James Tobin (October 23, 1945 – December 15, 2021) was an American economist and educator who was the founder of Taxpayers United of America. He was also the father of Christina Tobin, the Chair of Free & Equal Elections Foundation.

==Early life==
Tobin was born in Chicago, Illinois. He earned a B.A. in economics with a minor in finance at St. Joseph College. After college, Tobin studied American history and earned an M.A. in international economics from Northern Illinois University in DeKalb.

==Career==
Tobin began his career at the Federal Reserve Bank of Chicago. He spent nine years as a Federal Reserve Bank Examiner, specializing in international finance.

In 1976, Tobin founded Taxpayers United of America. He has appeared on radio and TV programs including ABC, CBS, FOX, WGN and NBC news programs. His tax cutting activities have been the subject of articles by newspapers including the Chicago Tribune, the New York Times, Washington Post, Newsweek, U.S. News & World Report, and the Chicago Sun Times.

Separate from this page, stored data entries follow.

#[cfg(test)]
mod tests {
    use super::*;
    use tempfile::tempdir;

    fn vfs() -> (VirtualFs, tempfile::TempDir) {
        let dir = tempdir().unwrap();
        let vfs = VirtualFs::new(dir.path().join("vfs")).unwrap();
        (vfs, dir)
    }

    fn vpath(raw: &str) -> VirtualPath {
        VirtualPath::parse(raw).unwrap()
    }

    #[tokio::test]
    async fn test_write_read_roundtrip() {
        let (vfs, _dir) = vfs();
        let path = vpath("/appdata/app.a/docs/notes.txt");

        let result = vfs.write_file(&path, "app.a", b"hello vfs").await;
        assert!(result.success, "{:?}", result.error);
        assert_eq!(result.bytes_affected, 9);

        let (result, data) = vfs.read_file(&path, "app.a").await;
        assert!(result.success);
        assert_eq!(data.unwrap(), b"hello vfs");
    }

    #[tokio::test]
    async fn test_cross_app_isolation() {
        let (vfs, _dir) = vfs();
        let path = vpath("/appdata/app.d/x.txt");
        vfs.write_file(&path, "app.d", b"secret").await;

        // Foreign read fails identically whether or not the file exists.
        let (result, data) = vfs.read_file(&path, "app.c").await;
        assert!(!result.success);
        assert_eq!(result.error.as_deref(), Some("Access denied or invalid path"));
        assert!(data.is_none());

        let (result, _) = vfs.read_file(&vpath("/appdata/app.x/ghost.txt"), "app.c").await;
        assert_eq!(result.error.as_deref(), Some("Access denied or invalid path"));
    }

    #[tokio::test]
    async fn test_shared_zone_is_cross_app() {
        let (vfs, _dir) = vfs();
        let path = vpath("/shared/app.a/board.txt");
        assert!(vfs.write_file(&path, "app.a", b"posted").await.success);

        let (result, data) = vfs.read_file(&path, "app.b").await;
        assert!(result.success);
        assert_eq!(data.unwrap(), b"posted");
    }

    #[tokio::test]
    async fn test_system_zone_read_only() {
        let (vfs, _dir) = vfs();
        let path = vpath("/system/app.a/config.txt");

        let result = vfs.write_file(&path, "app.a", b"nope").await;
        assert!(!result.success);
        assert_eq!(result.error.as_deref(), Some("System zone is read-only"));

        assert!(!vfs.delete_file(&path, "app.a").await.success);
        assert!(!vfs.create_directory(&path, "app.a").await.success);
        assert!(!vfs.delete_directory(&path, "app.a", true).await.success);

        // Reads from system are allowed (file just doesn't exist here).
        let (result, _) = vfs.read_file(&path, "app.a").await;
        assert!(result.is_not_found());
    }

    #[tokio::test]
    async fn test_write_creates_parents() {
        let (vfs, _dir) = vfs();
        let path = vpath("/appdata/app.a/deep/er/still/file.bin");
        assert!(vfs.write_file(&path, "app.a", &[1, 2, 3]).await.success);

        let (_, exists) = vfs.file_exists(&path, "app.a").await;
        assert!(exists);
    }

    #[tokio::test]
    async fn test_delete_file_reports_freed_bytes() {
        let (vfs, _dir) = vfs();
        let path = vpath("/appdata/app.a/x.bin");
        vfs.write_file(&path, "app.a", &[0u8; 128]).await;

        let result = vfs.delete_file(&path, "app.a").await;
        assert!(result.success);
        assert_eq!(result.bytes_affected, 128);

        let result = vfs.delete_file(&path, "app.a").await;
        assert!(result.is_not_found());
    }

    #[tokio::test]
    async fn test_list_directory_and_info() {
        let (vfs, _dir) = vfs();
        vfs.write_file(&vpath("/appdata/app.a/d/a.txt"), "app.a", b"aa")
            .await;
        vfs.write_file(&vpath("/appdata/app.a/d/b.txt"), "app.a", b"bbb")
            .await;
        vfs.create_directory(&vpath("/appdata/app.a/d/sub"), "app.a")
            .await;

        let (result, entries) = vfs.list_directory(&vpath("/appdata/app.a/d"), "app.a").await;
        assert!(result.success);
        assert_eq!(entries.len(), 3);
        assert_eq!(entries[0].name, "a.txt");
        assert!(!entries[0].is_directory);
        assert_eq!(entries[1].size, 3);
        assert!(entries[2].is_directory);

        let (result, info) = vfs
            .get_file_info(&vpath("/appdata/app.a/d/b.txt"), "app.a")
            .await;
        assert!(result.success);
        let info = info.unwrap();
        assert_eq!(info.name, "b.txt");
        assert_eq!(info.size, 3);
        assert!(info.modified_ticks > 0);
    }

    #[tokio::test]
    async fn test_delete_directory_nonrecursive_requires_empty() {
        let (vfs, _dir) = vfs();
        vfs.write_file(&vpath("/appdata/app.a/d/f.txt"), "app.a", b"x")
            .await;

        assert!(!vfs
            .delete_directory(&vpath("/appdata/app.a/d"), "app.a", false)
            .await
            .success);

        let result = vfs
            .delete_directory(&vpath("/appdata/app.a/d"), "app.a", true)
            .await;
        assert!(result.success);
        assert_eq!(result.bytes_affected, 1);
    }

    #[tokio::test]
    async fn test_sandbox_lifecycle_and_usage() {
        let (vfs, _dir) = vfs();
        vfs.initialize_app_sandbox("app.a").unwrap();
        assert!(vfs.root().join("appdata/app.a").is_dir());
        assert!(vfs.root().join("cache/app.a").is_dir());
        assert!(vfs.root().join("temp/app.a").is_dir());

        vfs.write_file(&vpath("/appdata/app.a/f"), "app.a", &[0u8; 10])
            .await;
        vfs.write_file(&vpath("/cache/app.a/c"), "app.a", &[0u8; 20])
            .await;
        vfs.write_file(&vpath("/temp/app.a/t"), "app.a", &[0u8; 30])
            .await;

        let usage = vfs.app_storage_usage("app.a").unwrap();
        assert_eq!(usage.app_data, 10);
        assert_eq!(usage.cache, 20);
        assert_eq!(usage.temp, 30);
        assert_eq!(usage.total(), 60);

        assert_eq!(vfs.clear_app_cache("app.a").unwrap(), 20);
        assert_eq!(vfs.app_storage_usage("app.a").unwrap().cache, 0);

        // Shared data survives app-data deletion.
        vfs.write_file(&vpath("/shared/app.a/s"), "app.a", &[0u8; 5])
            .await;
        let freed = vfs.delete_app_data("app.a").unwrap();
        assert_eq!(freed, 40);
        let (_, exists) = vfs.file_exists(&vpath("/shared/app.a/s"), "app.b").await;
        assert!(exists);
    }

    #[tokio::test]
    async fn test_bad_app_ids_rejected() {
        let (vfs, _dir) = vfs();
        assert!(vfs.initialize_app_sandbox("../evil").is_err());
        assert!(vfs.initialize_app_sandbox(".hidden").is_err());
        assert!(vfs.initialize_app_sandbox("a/b").is_err());
        assert!(vfs.app_storage_usage("").is_err());
    }

    #[cfg(unix)]
    #[tokio::test]
    async fn test_symlink_escape_is_caught() {
        let (vfs, dir) = vfs();
        let outside = dir.path().join("outside");
        std::fs::create_dir_all(&outside).unwrap();
        std::fs::write(outside.join("loot.txt"), b"loot").unwrap();

        // Plant a symlink inside the app's sandbox pointing outside.
        let app_dir = vfs.root().join("appdata/app.a");
        std::fs::create_dir_all(&app_dir).unwrap();
        std::os::unix::fs::symlink(&outside, app_dir.join("link")).unwrap();

        let (result, data) = vfs
            .read_file(&vpath("/appdata/app.a/link/loot.txt"), "app.a")
            .await;
        assert!(!result.success);
        assert!(data.is_none());
    }
}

From 1979 to 1999, Tobin taught economics at Elmhurst College in Elmhurst, Illinois.

===Tax relief efforts===
Tobin was a proponent of a flat rate income tax of 10 percent. His Chicago-based organization, Taxpayers United of America, actively supported the 1981 federal income tax cut and federal income tax indexing. Tobin also supports the proposed balanced budget Amendment to the U.S. Constitution.

===Illinois gubernatorial race===
In 2002, Tobin ran for lieutenant governor representing the Libertarian Party of Illinois, with State Representative Cal Skinner running for governor. Tobin's daughter, election reform activist Christina Tobin, successfully defended 55,000 signatures for that race. Tobin lost.